Полная версия:
Маленький человек, что же дальше?

Ганс Фаллада
Маленький человек, что же дальше?
Hans Fallada
Kleiner Mann – was nun?
* * *© Смусева А., перевод на русский язык, 2025
© Издание на русском языке, оформление. ООО «Издательство „Эксмо“», 2025
Пролог
Беззаботные
Пиннеберг узнает нечто новое о Ягненке и принимает серьезное решение.Сейчас пять минут пятого. Пиннеберг только что это отметил. Он – молодой красивый светловолосый мужчина – стоит перед домом № 24 на улице Ротенбаум и ждет.
Уже пять минут пятого, а с Ягненком они договорились встретиться без пятнадцати четыре. Пиннеберг вновь смотрит на часы, затем переводит взгляд на табличку рядом с домом № 24 на улице Ротенбаум. Читает:
Доктор Сезам
Гинеколог
Часы приема: с 9 до 12; с 4 до 6
– Ну вот! Пять минут пятого. Конечно, если я закурю еще одну сигарету, Ягненочек тут же появится. Пожалуй, не буду этого делать. Сигареты и так обошлись слишком дорого сегодня.
Он отвел взгляд от таблички. На улице Ротенбаум только один ряд домов, там, за проезжей частью, за зелеными участками природы и за той набережной, где река Штрела становится шире, а после впадает в Балтийское море. Дует свежий ветер, шумят деревья, кусты склоняют свои ветви.

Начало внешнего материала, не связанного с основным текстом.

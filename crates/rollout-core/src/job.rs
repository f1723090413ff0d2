//! The durable job row backing the pipeline outbox.

use crate::id::ExecutionId;
use crate::request::DeploymentRequest;
use chrono::{DateTime, Utc};
use serde::{Deserialize, Serialize};

#[derive(Debug, Clone, Copy, PartialEq, Eq, Serialize, Deserialize)]
#[serde(rename_all = "lowercase")]
pub enum JobStatus {
    Pending,
    Running,
    Succeeded,
    Failed,
    Cancelled,
}

impl JobStatus {
    pub fn is_terminal(&self) -> bool {
        matches!(
            self,
            JobStatus::Succeeded | JobStatus::Failed | JobStatus::Cancelled
        )
    }
}

impl std::fmt::Display for JobStatus {
    fn fmt(&self, f: &mut std::fmt::Formatter<'_>) -> std::fmt::Result {
        let s = match self {
            JobStatus::Pending => "pending",
            JobStatus::Running => "running",
            JobStatus::Succeeded => "succeeded",
            JobStatus::Failed => "failed",
            JobStatus::Cancelled => "cancelled",
        };
        write!(f, "{s}")
    }
}

/// A row in the `deployment_jobs` outbox table. `id` is the monotonic
/// surrogate key; `execution_id` is the caller-visible uuid.
#[derive(Debug, Clone, Serialize, Deserialize)]
pub struct DeploymentJob {
    pub id: i64,
    pub execution_id: ExecutionId,
    pub payload: DeploymentRequest,
    pub status: JobStatus,
    pub created_at: DateTime<Utc>,
    pub started_at: Option<DateTime<Utc>>,
    pub completed_at: Option<DateTime<Utc>>,
    pub retry_count: i32,
    pub max_retries: i32,
    pub next_retry_at: Option<DateTime<Utc>>,
    pub locked_until: Option<DateTime<Utc>>,
    pub processing_instance: Option<String>,
    pub error_message: Option<String>,
}

impl DeploymentJob {
    /// Whether this row may still be re-leased after a failure.
    pub fn retries_remaining(&self) -> bool {
        self.retry_count < self.max_retries
    }
}
//! Rollout CLI tool.

use clap::{Parser, Subcommand};

mod client;
mod commands;

use client::ApiClient;

#[derive(Parser)]
#[command(name = "rollout")]
#[command(about = "Rollout deployment orchestrator CLI", long_about = None)]
struct Cli {
    /// API server URL
    #[arg(long, env = "ROLLOUT_API_URL", default_value = "http://localhost:3000")]
    api_url: String,

    #[command(subcommand)]
    command: Commands,
}

#[derive(Subcommand)]
enum Commands {
    /// Submit a module deployment
    Deploy {
        /// Module name
        module: String,
        /// Module version
        version: String,
        /// Target environment (Development, QA, Staging, Production)
        environment: String,
        /// Deployment strategy (direct, rolling, blue-green, canary)
        #[arg(long, default_value = "rolling")]
        strategy: String,
        /// Require operator approval before the pipeline proceeds
        #[arg(long)]
        require_approval: bool,
        /// Requester's email, recorded on the deployment job
        #[arg(long)]
        requester_email: String,
        /// Free-text description
        #[arg(long)]
        description: Option<String>,
        /// Metadata entry in key=value form, may be repeated
        #[arg(long = "meta", value_parser = parse_key_value)]
        metadata: Vec<(String, String)>,
    },
    /// Show the status of a deployment
    Status {
        /// Execution id
        execution_id: String,
    },
    /// List recent deployments
    List {
        /// Maximum number of deployments to show
        #[arg(long, default_value = "50")]
        limit: i64,
    },
    /// Roll back a succeeded or failed deployment
    Rollback {
        /// Execution id
        execution_id: String,
    },
    /// Approve a deployment awaiting approval
    Approve {
        /// Execution id
        execution_id: String,
        /// Approver's email
        #[arg(long)]
        approver_email: String,
        /// Reason recorded alongside the decision
        #[arg(long)]
        reason: Option<String>,
    },
    /// Reject a deployment awaiting approval
    Reject {
        /// Execution id
        execution_id: String,
        /// Approver's email
        #[arg(long)]
        approver_email: String,
        /// Reason recorded alongside the decision
        #[arg(long)]
        reason: Option<String>,
    },
    /// List registered environment clusters
    Clusters,
    /// Show node-level detail for one environment cluster
    Cluster {
        /// Environment name
        environment: String,
    },
}

fn parse_key_value(raw: &str) -> Result<(String, String), String> {
    raw.split_once('=')
        .map(|(k, v)| (k.to_string(), v.to_string()))
        .ok_or_else(|| format!("expected key=value, got `{raw}`"))
}

#[tokio::main]
async fn main() -> anyhow::Result<()> {
    tracing_subscriber::fmt()
        .with_env_filter(
            tracing_subscriber::EnvFilter::try_from_default_env()
                .unwrap_or_else(|_| tracing_subscriber::EnvFilter::new("warn")),
        )
        .init();

    let cli = Cli::parse();
    let client = ApiClient::new(&cli.api_url);

    match cli.command {
        Commands::Deploy {
            module,
            version,
            environment,
            strategy,
            require_approval,
            requester_email,
            description,
            metadata,
        } => {
            commands::deployments::deploy(
                &client,
                &module,
                &version,
                &environment,
                &strategy,
                require_approval,
                &requester_email,
                description,
                metadata,
            )
            .await?;
        }
        Commands::Status { execution_id } => {
            commands::deployments::status(&client, &execution_id).await?;
        }
        Commands::List { limit } => {
            commands::deployments::list(&client, limit).await?;
        }
        Commands::Rollback { execution_id } => {
            commands::deployments::rollback(&client, &execution_id).await?;
        }
        Commands::Approve {
            execution_id,
            approver_email,
            reason,
        } => {
            commands::approvals::approve(&client, &execution_id, &approver_email, reason).await?;
        }
        Commands::Reject {
            execution_id,
            approver_email,
            reason,
        } => {
            commands::approvals::reject(&client, &execution_id, &approver_email, reason).await?;
        }
        Commands::Clusters => {
            commands::clusters::list(&client).await?;
        }
        Commands::Cluster { environment } => {
            commands::clusters::show(&client, &environment).await?;
        }
    }

    Ok(())
}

«Так жить нужно уметь, – думает Пиннеберг. – Конечно, у этого Сезама семь кабинетов. Наверное, он зарабатывает огромные деньги. Интересно, сколько он платит за аренду… двести марок? Триста? Ах, даже не представляю. Десять минут пятого».

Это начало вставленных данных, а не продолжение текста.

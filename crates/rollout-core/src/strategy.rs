//! Deployment strategy selection.

use crate::Error;
use serde::{Deserialize, Serialize};
use std::fmt;
use std::str::FromStr;

#[derive(Debug, Clone, Copy, PartialEq, Eq, Hash, Serialize, Deserialize)]
#[serde(rename_all = "PascalCase")]
pub enum StrategyKind {
    Direct,
    Rolling,
    BlueGreen,
    Canary,
}

impl fmt::Display for StrategyKind {
    fn fmt(&self, f: &mut fmt::Formatter<'_>) -> fmt::Result {
        let s = match self {
            StrategyKind::Direct => "Direct",
            StrategyKind::Rolling => "Rolling",
            StrategyKind::BlueGreen => "BlueGreen",
            StrategyKind::Canary => "Canary",
        };
        write!(f, "{s}")
    }
}

impl FromStr for StrategyKind {
    type Err = Error;

    fn from_str(s: &str) -> Result<Self, Self::Err> {
        match s.to_ascii_lowercase().replace(['-', '_'], "").as_str() {
            "direct" => Ok(StrategyKind::Direct),
            "rolling" => Ok(StrategyKind::Rolling),
            "bluegreen" => Ok(StrategyKind::BlueGreen),
            "canary" => Ok(StrategyKind::Canary),
            other => Err(Error::UnknownStrategy(other.to_string())),
        }
    }
}

#[cfg(test)]
mod tests {
    use super::*;

    #[test]
    fn parses_hyphenated_and_snake_case_spellings() {
        assert_eq!("blue-green".parse::<StrategyKind>().unwrap(), StrategyKind::BlueGreen);
        assert_eq!("blue_green".parse::<StrategyKind>().unwrap(), StrategyKind::BlueGreen);
        assert_eq!("ROLLING".parse::<StrategyKind>().unwrap(), StrategyKind::Rolling);
    }

    #[test]
    fn unknown_value_is_an_error() {
        let err = "leapfrog".parse::<StrategyKind>().unwrap_err();
        assert!(matches!(err, Error::UnknownStrategy(_)));
    }
}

Пиннеберг лезет в карман, достает сигарету из портсигара и закуривает.
Из-за угла появляется Ягненочек, в белой плиссированной юбке и шелковой блузке, без шляпки её светлые волосы развевались.
– Добрый день, мальчик мой. Понимаю, уже не такой добрый. Ты сердишься?
– Ни капли. Только теперь мы будем ждать бесконечно долго. Тридцать человек зашло, пока я ждал.
– Ну, они ведь не все к доктору. И тем более мы по записи.
– Видишь, как хорошо, что мы записались.
– Да, ты был как всегда прав, мальчик мой! – Она останавливается в лестничном пролете, обхватывает руками его лицо и страстно целует – Я так рада, что мы снова вместе, мальчик мой! Вдумайся, почти две недели!
– Да, Ягненочек, – ответил он. – Я больше не буду ворчать.
Дверь распахнулась, и в темном коридоре мелькнуло белое привидение, гаркнувшее:
– Талончик!
– Дайте хотя бы зайти, – говорит Пиннеберг и подталкивает Ягненка вперед. – Кстати, у нас частный прием. Мы записаны. Моя фамилия Пиннеберг.
На слове «частный» призрак поднимает руку и включает свет в коридоре.
– Доктор подойдет через минуту. Проходите.
Они проходят вдоль коридора к приоткрытой двери. Это оказывается зал ожидания, где уже сидят те тридцать человек, которых видел Пиннеберг возле входа в гинекологию. На них устремились вопросительные взгляды, после чего раздался гул голосов:
– Да что же это такое!
– Мы уже давно ждем!
– За что мы платим страховые взносы?!
– Подумать только, какие господа!
Вслед зашедшая медсестра постаралась унять гул.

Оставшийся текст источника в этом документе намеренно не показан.